→ Assignment
Below are records; report how many of their lines contain the word "JsonRejection", giving only the number.

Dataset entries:
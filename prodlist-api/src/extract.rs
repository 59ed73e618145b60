/// Request extractors with uniform 422 rejections
///
/// Axum's stock extractors answer malformed input with assorted 400/415/422
/// plain-text bodies. These wrappers route every rejection, plus `validator`
/// failures, through [`ApiError::ValidationError`] so clients always get
/// `{"detail": [{"field", "message"}]}`.

use axum::{
    async_trait,
    extract::{
        rejection::{JsonRejection, PathRejection, QueryRejection},
        FromRequest, FromRequestParts, Path, Query, Request,
    },
    http::request::Parts,
    Json,
};
use serde::de::DeserializeOwned;
use validator::Validate;

use crate::error::{ApiError, ValidationErrorDetail};

/// JSON body that has passed `validator` checks
#[derive(Debug, Clone)]
pub struct ValidatedJson<T>(pub T);

/// Query string that has passed `validator` checks
#[derive(Debug, Clone)]
pub struct ValidatedQuery<T>(pub T);

/// Path parameters with a 422 rejection
#[derive(Debug, Clone)]
pub struct ValidPath<T>(pub T);

impl From<JsonRejection> for ApiError {
    fn from(rejection: JsonRejection) -> Self {
        ApiError::ValidationError(vec![ValidationErrorDetail::new(
            "body",
            rejection.body_text(),
        )])
    }
}

impl From<QueryRejection> for ApiError {
    fn from(rejection: QueryRejection) -> Self {
        ApiError::ValidationError(vec![ValidationErrorDetail::new(
            "query",
            rejection.body_text(),
        )])
    }
}

impl From<PathRejection> for ApiError {
    fn from(rejection: PathRejection) -> Self {
        ApiError::ValidationError(vec![ValidationErrorDetail::new(
            "path",
            rejection.body_text(),
        )])
    }
}

#[async_trait]
impl<T, S> FromRequest<S> for ValidatedJson<T>
where
    T: DeserializeOwned + Validate,
    S: Send + Sync,
{
    type Rejection = ApiError;

    async fn from_request(req: Request, state: &S) -> Result<Self, Self::Rejection> {
        let Json(value) = Json::<T>::from_request(req, state).await?;
        value.validate()?;
        Ok(Self(value))
    }
}

#[async_trait]
impl<T, S> FromRequestParts<S> for ValidatedQuery<T>
where
    T: DeserializeOwned + Validate,
    S: Send + Sync,
{
    type Rejection = ApiError;

    async fn from_request_parts(parts: &mut Parts, state: &S) -> Result<Self, Self::Rejection> {
        let Query(value) = Query::<T>::from_request_parts(parts, state).await?;
        value.validate()?;
        Ok(Self(value))
    }
}

#[async_trait]
impl<T, S> FromRequestParts<S> for ValidPath<T>
where
    T: DeserializeOwned + Send,
    S: Send + Sync,
{
    type Rejection = ApiError;

    async fn from_request_parts(parts: &mut Parts, state: &S) -> Result<Self, Self::Rejection> {
        let Path(value) = Path::<T>::from_request_parts(parts, state).await?;
        Ok(Self(value))
    }
}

→ Result of this exercise
3